Maria Bodén (born 3 January 1978) is a Swedish professional golfer who played on the Ladies European Tour between 2002 and 2010. She won the 2005 South African Women's Open and was runner-up at the 2008 Ladies Scottish Open.

Career
As an amateur, Bodén was Swedish Junior National champion twice, and a member of the Swedish national team 1995–2000, representing her country in two World Amateur Team Championships, the 1998 and 2000 Espirito Santo Trophy, finishing fourth at the latter.

Bodén played golf at Oklahoma State where she qualified individually for the NCAA Women's Golf Championship three years running. A first-team All-American in 1999 and 2000, and three times Big-12 player of the year, she joined a group of only eight Cowgirls to earn at least three All-Big 12 selections, including Linnea Johansson, Caroline Hedwall, Pernilla Lindberg, Karin Sjödin and Linda Wessberg. Graduating with a degree in Anatomy and Physiology she was an Academic All-American, Oklahoma State Sportswoman of the Year in 2001, and won eight times representing her school.

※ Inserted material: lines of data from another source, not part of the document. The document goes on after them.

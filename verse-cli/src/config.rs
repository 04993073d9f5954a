use anyhow::{Context, Result};
use serde::Deserialize;
use std::fs;
use std::path::{Path, PathBuf};
use std::time::Duration;
use verse_core::VerseConfig;

#[derive(Debug, Clone, Default, Deserialize)]
#[serde(default)]
pub struct CliConfig {
    #[serde(flatten)]
    pub verse: VerseConfig,
    pub store: StoreConfig,
    pub http: HttpConfig,
}

#[derive(Debug, Clone, Deserialize)]
#[serde(default)]
pub struct StoreConfig {
    /// JSON file holding the reading position and reminder state
    pub path: PathBuf,
}

impl Default for StoreConfig {
    fn default() -> Self {
        Self {
            path: PathBuf::from("daily-verses-state.json"),
        }
    }
}

#[derive(Debug, Clone, Default, Deserialize)]
#[serde(default)]
pub struct HttpConfig {
    /// No timeout when unset
    pub timeout_secs: Option<u64>,
}

impl CliConfig {
    /// Load from a TOML file; a missing file means defaults
    pub fn load(path: &Path) -> Result<Self> {
        if !path.exists() {
            tracing::info!("No config at {}, using defaults", path.display());
            return Ok(Self::default());
        }

        let content = fs::read_to_string(path)
            .context(format!("Failed to read config file: {}", path.display()))?;

        let config: CliConfig = toml::from_str(&content).context("Failed to parse config file")?;

        tracing::info!("Loaded configuration from {}", path.display());
        Ok(config)
    }

    pub fn http_client(&self) -> Result<reqwest::Client> {
        let mut builder = reqwest::Client::builder();
        if let Some(secs) = self.http.timeout_secs {
            builder = builder.timeout(Duration::from_secs(secs));
        }
        builder.build().context("Failed to build HTTP client")
    }
}

#[cfg(test)]
mod tests {
    use super::*;

    #[test]
    fn test_missing_file_uses_defaults() {
        let config = CliConfig::load(Path::new("/nonexistent/daily-verses.toml")).unwrap();
        assert_eq!(config.store.path, PathBuf::from("daily-verses-state.json"));
        assert_eq!(config.verse.reminders.check_period_minutes, 60);
        assert!(config.http.timeout_secs.is_none());
    }

    #[test]
    fn test_parse_sections() {
        let dir = tempfile::tempdir().unwrap();
        let path = dir.path().join("daily-verses.toml");
        fs::write(
            &path,
            r#"
[api]
translation_edition = "eng-sahihinternational"

[reminders]
snooze_minutes = 5

[store]
path = "/tmp/verses.json"

[http]
timeout_secs = 10
"#,
        )
        .unwrap();

        let config = CliConfig::load(&path).unwrap();
        assert_eq!(config.verse.api.translation_edition, "eng-sahihinternational");
        assert_eq!(config.verse.api.quran_edition, "ara-quranacademy");
        assert_eq!(config.verse.reminders.snooze_minutes, 5);
        assert_eq!(config.store.path, PathBuf::from("/tmp/verses.json"));
        assert_eq!(config.http.timeout_secs, Some(10));
    }

    #[test]
    fn test_malformed_file_is_an_error() {
        let dir = tempfile::tempdir().unwrap();
        let path = dir.path().join("broken.toml");
        fs::write(&path, "[reminders\nsnooze_minutes = ").unwrap();
        assert!(CliConfig::load(&path).is_err());
    }
}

Bodén turned professional in 2001 and won the Telia Tour Order of Merit, before joining the Ladies European Tour where she finished third at the 2002 Ladies Irish Open, one stroke away from a playoff with Iben Tinning and Suzann Pettersen. She was the Swedish Matchplay champion in 2004 and the following year won the South African Women's Open by a convincing seven shots at the Royal Johannesburg & Kensington Golf Club.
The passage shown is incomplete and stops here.